# PROBLEM STATEMENT
The entries below are to be repeated verbatim, in full.

Start of Block

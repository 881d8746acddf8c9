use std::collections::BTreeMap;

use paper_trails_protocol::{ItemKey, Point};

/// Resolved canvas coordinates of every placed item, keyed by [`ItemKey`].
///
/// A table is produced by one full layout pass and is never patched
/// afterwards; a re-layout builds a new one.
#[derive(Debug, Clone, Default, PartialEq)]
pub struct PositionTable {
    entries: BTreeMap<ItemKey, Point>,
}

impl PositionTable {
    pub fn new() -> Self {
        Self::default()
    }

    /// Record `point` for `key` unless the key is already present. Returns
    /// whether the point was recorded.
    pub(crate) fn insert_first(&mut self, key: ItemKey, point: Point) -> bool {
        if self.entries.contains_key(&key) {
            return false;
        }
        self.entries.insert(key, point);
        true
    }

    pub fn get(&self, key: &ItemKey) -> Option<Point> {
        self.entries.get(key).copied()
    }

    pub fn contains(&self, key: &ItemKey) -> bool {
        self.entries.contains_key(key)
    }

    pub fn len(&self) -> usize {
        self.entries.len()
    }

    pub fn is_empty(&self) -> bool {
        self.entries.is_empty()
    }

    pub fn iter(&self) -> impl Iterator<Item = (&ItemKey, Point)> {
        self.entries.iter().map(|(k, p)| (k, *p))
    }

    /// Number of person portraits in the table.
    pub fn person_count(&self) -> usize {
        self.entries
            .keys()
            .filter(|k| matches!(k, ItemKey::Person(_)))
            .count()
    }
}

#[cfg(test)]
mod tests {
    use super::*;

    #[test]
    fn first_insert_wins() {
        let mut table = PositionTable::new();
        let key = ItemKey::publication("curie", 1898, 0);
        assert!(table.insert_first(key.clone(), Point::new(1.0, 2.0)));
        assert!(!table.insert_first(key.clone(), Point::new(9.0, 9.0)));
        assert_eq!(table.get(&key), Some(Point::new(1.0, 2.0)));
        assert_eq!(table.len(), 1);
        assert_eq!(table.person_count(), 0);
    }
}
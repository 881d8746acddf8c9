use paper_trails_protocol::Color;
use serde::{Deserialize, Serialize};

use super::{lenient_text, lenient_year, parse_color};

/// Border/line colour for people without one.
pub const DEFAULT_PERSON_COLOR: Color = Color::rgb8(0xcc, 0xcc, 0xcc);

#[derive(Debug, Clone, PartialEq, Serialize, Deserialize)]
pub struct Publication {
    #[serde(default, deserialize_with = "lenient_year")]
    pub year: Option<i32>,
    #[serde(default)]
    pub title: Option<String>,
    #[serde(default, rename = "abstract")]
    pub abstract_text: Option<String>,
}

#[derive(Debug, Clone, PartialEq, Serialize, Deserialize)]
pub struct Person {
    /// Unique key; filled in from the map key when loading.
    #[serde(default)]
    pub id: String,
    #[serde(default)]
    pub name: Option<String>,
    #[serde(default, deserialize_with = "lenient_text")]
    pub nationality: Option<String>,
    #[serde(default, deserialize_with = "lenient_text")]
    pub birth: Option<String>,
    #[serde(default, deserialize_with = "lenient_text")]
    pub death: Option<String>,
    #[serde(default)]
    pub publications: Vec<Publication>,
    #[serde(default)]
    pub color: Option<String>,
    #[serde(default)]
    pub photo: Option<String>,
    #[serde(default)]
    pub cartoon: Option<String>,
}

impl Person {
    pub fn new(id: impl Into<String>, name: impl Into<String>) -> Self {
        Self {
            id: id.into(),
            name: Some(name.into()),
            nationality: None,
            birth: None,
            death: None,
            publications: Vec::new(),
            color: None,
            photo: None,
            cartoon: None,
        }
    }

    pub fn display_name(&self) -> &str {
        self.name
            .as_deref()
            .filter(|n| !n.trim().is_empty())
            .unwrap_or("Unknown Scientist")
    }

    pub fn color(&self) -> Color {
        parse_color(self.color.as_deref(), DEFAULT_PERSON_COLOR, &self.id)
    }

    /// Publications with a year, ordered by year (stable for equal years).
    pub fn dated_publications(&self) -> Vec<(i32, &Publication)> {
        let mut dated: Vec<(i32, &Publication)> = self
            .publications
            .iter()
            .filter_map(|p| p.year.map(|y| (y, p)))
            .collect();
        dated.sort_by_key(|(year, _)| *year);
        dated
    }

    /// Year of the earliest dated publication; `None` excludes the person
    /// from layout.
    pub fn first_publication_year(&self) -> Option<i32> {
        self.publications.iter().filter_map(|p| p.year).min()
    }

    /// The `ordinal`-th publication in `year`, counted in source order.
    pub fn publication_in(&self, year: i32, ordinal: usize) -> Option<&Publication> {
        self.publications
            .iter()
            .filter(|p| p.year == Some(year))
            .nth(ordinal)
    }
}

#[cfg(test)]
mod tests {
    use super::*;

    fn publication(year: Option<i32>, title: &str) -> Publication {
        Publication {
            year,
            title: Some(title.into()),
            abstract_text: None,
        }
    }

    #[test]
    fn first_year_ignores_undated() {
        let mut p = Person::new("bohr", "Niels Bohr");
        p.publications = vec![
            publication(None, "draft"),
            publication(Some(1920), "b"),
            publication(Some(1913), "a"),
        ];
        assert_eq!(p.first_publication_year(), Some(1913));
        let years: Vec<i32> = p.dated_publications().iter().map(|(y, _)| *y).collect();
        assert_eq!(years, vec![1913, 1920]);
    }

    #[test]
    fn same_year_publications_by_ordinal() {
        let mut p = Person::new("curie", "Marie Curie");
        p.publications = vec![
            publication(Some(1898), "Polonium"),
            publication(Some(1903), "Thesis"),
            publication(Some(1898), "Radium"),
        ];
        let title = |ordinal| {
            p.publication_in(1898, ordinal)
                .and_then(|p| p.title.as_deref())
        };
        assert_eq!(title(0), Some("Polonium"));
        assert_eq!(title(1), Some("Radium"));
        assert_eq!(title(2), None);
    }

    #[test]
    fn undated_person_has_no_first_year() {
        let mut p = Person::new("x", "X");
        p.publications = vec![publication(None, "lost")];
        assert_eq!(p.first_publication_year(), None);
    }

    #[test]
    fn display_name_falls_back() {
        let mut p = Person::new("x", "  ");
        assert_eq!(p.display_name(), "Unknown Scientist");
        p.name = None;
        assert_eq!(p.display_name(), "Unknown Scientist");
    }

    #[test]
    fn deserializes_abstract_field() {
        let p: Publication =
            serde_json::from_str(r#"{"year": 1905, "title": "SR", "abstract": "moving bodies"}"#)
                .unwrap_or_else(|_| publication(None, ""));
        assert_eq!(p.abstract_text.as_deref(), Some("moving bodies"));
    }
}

End of Block

# SOLUTION TO THIS PROBLEM
repository 881d8746acddf8c9
use std::collections::BTreeMap;

use paper_trails_protocol::{ItemKey, Point};

/// Resolved canvas coordinates of every placed item, keyed by [`ItemKey`].
///
/// A table is produced by one full layout pass and is never patched
/// afterwards; a re-layout builds a new one.
#[derive(Debug, Clone, Default, PartialEq)]
pub struct PositionTable {
    entries: BTreeMap<ItemKey, Point>,
}

impl PositionTable {
    pub fn new() -> Self {
        Self::default()
    }

    /// Record `point` for `key` unless the key is already present. Returns
    /// whether the point was recorded.
    pub(crate) fn insert_first(&mut self, key: ItemKey, point: Point) -> bool {
        if self.entries.contains_key(&key) {
            return false;
        }
        self.entries.insert(key, point);
        true
    }

    pub fn get(&self, key: &ItemKey) -> Option<Point> {
        self.entries.get(key).copied()
    }

    pub fn contains(&self, key: &ItemKey) -> bool {
        self.entries.contains_key(key)
    }

    pub fn len(&self) -> usize {
        self.entries.len()
    }

    pub fn is_empty(&self) -> bool {
        self.entries.is_empty()
    }

    pub fn iter(&self) -> impl Iterator<Item = (&ItemKey, Point)> {
        self.entries.iter().map(|(k, p)| (k, *p))
    }

    /// Number of person portraits in the table.
    pub fn person_count(&self) -> usize {
        self.entries
            .keys()
            .filter(|k| matches!(k, ItemKey::Person(_)))
            .count()
    }
}

#[cfg(test)]
mod tests {
    use super::*;

    #[test]
    fn first_insert_wins() {
        let mut table = PositionTable::new();
        let key = ItemKey::publication("curie", 1898, 0);
        assert!(table.insert_first(key.clone(), Point::new(1.0, 2.0)));
        assert!(!table.insert_first(key.clone(), Point::new(9.0, 9.0)));
        assert_eq!(table.get(&key), Some(Point::new(1.0, 2.0)));
        assert_eq!(table.len(), 1);
        assert_eq!(table.person_count(), 0);
    }
}
repository 881d8746acddf8c9
use paper_trails_protocol::Color;
use serde::{Deserialize, Serialize};

use super::{lenient_text, lenient_year, parse_color};

/// Border/line colour for people without one.
pub const DEFAULT_PERSON_COLOR: Color = Color::rgb8(0xcc, 0xcc, 0xcc);

#[derive(Debug, Clone, PartialEq, Serialize, Deserialize)]
pub struct Publication {
    #[serde(default, deserialize_with = "lenient_year")]
    pub year: Option<i32>,
    #[serde(default)]
    pub title: Option<String>,
    #[serde(default, rename = "abstract")]
    pub abstract_text: Option<String>,
}

#[derive(Debug, Clone, PartialEq, Serialize, Deserialize)]
pub struct Person {
    /// Unique key; filled in from the map key when loading.
    #[serde(default)]
    pub id: String,
    #[serde(default)]
    pub name: Option<String>,
    #[serde(default, deserialize_with = "lenient_text")]
    pub nationality: Option<String>,
    #[serde(default, deserialize_with = "lenient_text")]
    pub birth: Option<String>,
    #[serde(default, deserialize_with = "lenient_text")]
    pub death: Option<String>,
    #[serde(default)]
    pub publications: Vec<Publication>,
    #[serde(default)]
    pub color: Option<String>,
    #[serde(default)]
    pub photo: Option<String>,
    #[serde(default)]
    pub cartoon: Option<String>,
}

impl Person {
    pub fn new(id: impl Into<String>, name: impl Into<String>) -> Self {
        Self {
            id: id.into(),
            name: Some(name.into()),
            nationality: None,
            birth: None,
            death: None,
            publications: Vec::new(),
            color: None,
            photo: None,
            cartoon: None,
        }
    }

    pub fn display_name(&self) -> &str {
        self.name
            .as_deref()
            .filter(|n| !n.trim().is_empty())
            .unwrap_or("Unknown Scientist")
    }

    pub fn color(&self) -> Color {
        parse_color(self.color.as_deref(), DEFAULT_PERSON_COLOR, &self.id)
    }

    /// Publications with a year, ordered by year (stable for equal years).
    pub fn dated_publications(&self) -> Vec<(i32, &Publication)> {
        let mut dated: Vec<(i32, &Publication)> = self
            .publications
            .iter()
            .filter_map(|p| p.year.map(|y| (y, p)))
            .collect();
        dated.sort_by_key(|(year, _)| *year);
        dated
    }

    /// Year of the earliest dated publication; `None` excludes the person
    /// from layout.
    pub fn first_publication_year(&self) -> Option<i32> {
        self.publications.iter().filter_map(|p| p.year).min()
    }

    /// The `ordinal`-th publication in `year`, counted in source order.
    pub fn publication_in(&self, year: i32, ordinal: usize) -> Option<&Publication> {
        self.publications
            .iter()
            .filter(|p| p.year == Some(year))
            .nth(ordinal)
    }
}

#[cfg(test)]
mod tests {
    use super::*;

    fn publication(year: Option<i32>, title: &str) -> Publication {
        Publication {
            year,
            title: Some(title.into()),
            abstract_text: None,
        }
    }

    #[test]
    fn first_year_ignores_undated() {
        let mut p = Person::new("bohr", "Niels Bohr");
        p.publications = vec![
            publication(None, "draft"),
            publication(Some(1920), "b"),
            publication(Some(1913), "a"),
        ];
        assert_eq!(p.first_publication_year(), Some(1913));
        let years: Vec<i32> = p.dated_publications().iter().map(|(y, _)| *y).collect();
        assert_eq!(years, vec![1913, 1920]);
    }

    #[test]
    fn same_year_publications_by_ordinal() {
        let mut p = Person::new("curie", "Marie Curie");
        p.publications = vec![
            publication(Some(1898), "Polonium"),
            publication(Some(1903), "Thesis"),
            publication(Some(1898), "Radium"),
        ];
        let title = |ordinal| {
            p.publication_in(1898, ordinal)
                .and_then(|p| p.title.as_deref())
        };
        assert_eq!(title(0), Some("Polonium"));
        assert_eq!(title(1), Some("Radium"));
        assert_eq!(title(2), None);
    }

    #[test]
    fn undated_person_has_no_first_year() {
        let mut p = Person::new("x", "X");
        p.publications = vec![publication(None, "lost")];
        assert_eq!(p.first_publication_year(), None);
    }

    #[test]
    fn display_name_falls_back() {
        let mut p = Person::new("x", "  ");
        assert_eq!(p.display_name(), "Unknown Scientist");
        p.name = None;
        assert_eq!(p.display_name(), "Unknown Scientist");
    }

    #[test]
    fn deserializes_abstract_field() {
        let p: Publication =
            serde_json::from_str(r#"{"year": 1905, "title": "SR", "abstract": "moving bodies"}"#)
                .unwrap_or_else(|_| publication(None, ""));
        assert_eq!(p.abstract_text.as_deref(), Some("moving bodies"));
    }
}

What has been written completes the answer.